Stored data
//! Shadow of the EVM stack carrying provenance instead of raw words.

use revm::primitives::U256;

use crate::data_pt::{DataPt, Shadowed};
use crate::error::{Result, SynthesisError};

#[derive(Debug, Clone, Default)]
pub struct StackPt {
  /// Bottom first, like `interp.stack.data()`.
  items: Vec<DataPt>,
}

impl StackPt {
  pub fn new() -> Self {
    Self::default()
  }

  pub fn len(&self) -> usize {
    self.items.len()
  }

  pub fn is_empty(&self) -> bool {
    self.items.is_empty()
  }

  pub fn push(&mut self, value: Shadowed) {
    self.items.push(value.into_pt());
  }

  /// Pops `n` pointers, most recent first.
  pub fn pop_n(&mut self, n: usize) -> Result<Vec<DataPt>> {
    if n > self.items.len() {
      return Err(SynthesisError::ProvenanceViolation(format!(
        "shadow stack holds {} items, {n} requested",
        self.items.len()
      )));
    }
    let split = self.items.len() - n;
    let mut popped = self.items.split_off(split);
    popped.reverse();
    Ok(popped)
  }

  /// Pops one pointer per concrete operand and checks each against it.
  pub fn pop_checked(&mut self, context: &str, concrete: &[U256]) -> Result<Vec<DataPt>> {
    let popped = self.pop_n(concrete.len())?;
    popped
      .into_iter()
      .zip(concrete)
      .map(|(pt, value)| Shadowed::new(context, *value, pt).map(Shadowed::into_pt))
      .collect()
  }

  /// `DUPn`: copies the `n`-th item from the top (1-based).
  pub fn dup(&mut self, n: usize) -> Result<()> {
    let len = self.items.len();
    if n == 0 || n > len {
      return Err(SynthesisError::ProvenanceViolation(format!(
        "DUP{n} on a shadow stack of {len}"
      )));
    }
    let item = self.items[len - n].clone();
    self.items.push(item);
    Ok(())
  }

  /// `SWAPn`: exchanges the top with the item `n` below it.
  pub fn swap(&mut self, n: usize) -> Result<()> {
    let len = self.items.len();
    if n == 0 || n >= len {
      return Err(SynthesisError::ProvenanceViolation(format!(
        "SWAP{n} on a shadow stack of {len}"
      )));
    }
    self.items.swap(len - 1, len - 1 - n);
    Ok(())
  }

  /// Item `depth` positions below the top.
  pub fn peek(&self, depth: usize) -> Option<&DataPt> {
    self.items.iter().rev().nth(depth)
  }
}

#[cfg(test)]
mod tests {
  use super::*;
  use crate::data_pt::Origin;

  fn shadowed(v: u64) -> Shadowed {
    let pt = DataPt::new(U256::from(v), 256, Origin::external("test")).expect("pointer");
    Shadowed::new("test", U256::from(v), pt).expect("matching")
  }

  #[test]
  fn pops_most_recent_first() {
    let mut stack = StackPt::new();
    for v in [1, 2, 3] {
      stack.push(shadowed(v));
    }
    let popped = stack.pop_n(2).expect("pop");
    assert_eq!(popped[0].value, U256::from(3u64));
    assert_eq!(popped[1].value, U256::from(2u64));
    assert_eq!(stack.len(), 1);
  }

  #[test]
  fn dup_and_swap_mirror_the_evm() {
    let mut stack = StackPt::new();
    for v in [1, 2, 3] {
      stack.push(shadowed(v));
    }
    stack.dup(3).expect("dup3");
    assert_eq!(stack.peek(0).map(|pt| pt.value), Some(U256::from(1u64)));
    stack.swap(2).expect("swap2");
    assert_eq!(stack.peek(0).map(|pt| pt.value), Some(U256::from(2u64)));
    assert_eq!(stack.peek(2).map(|pt| pt.value), Some(U256::from(1u64)));
    assert!(stack.swap(4).is_err());
  }

  #[test]
  fn checked_pop_detects_divergence() {
    let mut stack = StackPt::new();
    stack.push(shadowed(5));
    let err = stack.pop_checked("POP", &[U256::from(6u64)]).unwrap_err();
    assert!(matches!(err, SynthesisError::ShadowMismatch { .. }));
  }
}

(Try it):
When you reach the line holding "self.items.push(value.into_pt());" in the records above, begin reproducing exactly, stop after the line holding "each against it.", and output nothing else.

(Solved problem):
    self.items.push(value.into_pt());
  }

  /// Pops `n` pointers, most recent first.
  pub fn pop_n(&mut self, n: usize) -> Result<Vec<DataPt>> {
    if n > self.items.len() {
      return Err(SynthesisError::ProvenanceViolation(format!(
        "shadow stack holds {} items, {n} requested",
        self.items.len()
      )));
    }
    let split = self.items.len() - n;
    let mut popped = self.items.split_off(split);
    popped.reverse();
    Ok(popped)
  }

  /// Pops one pointer per concrete operand and checks each against it.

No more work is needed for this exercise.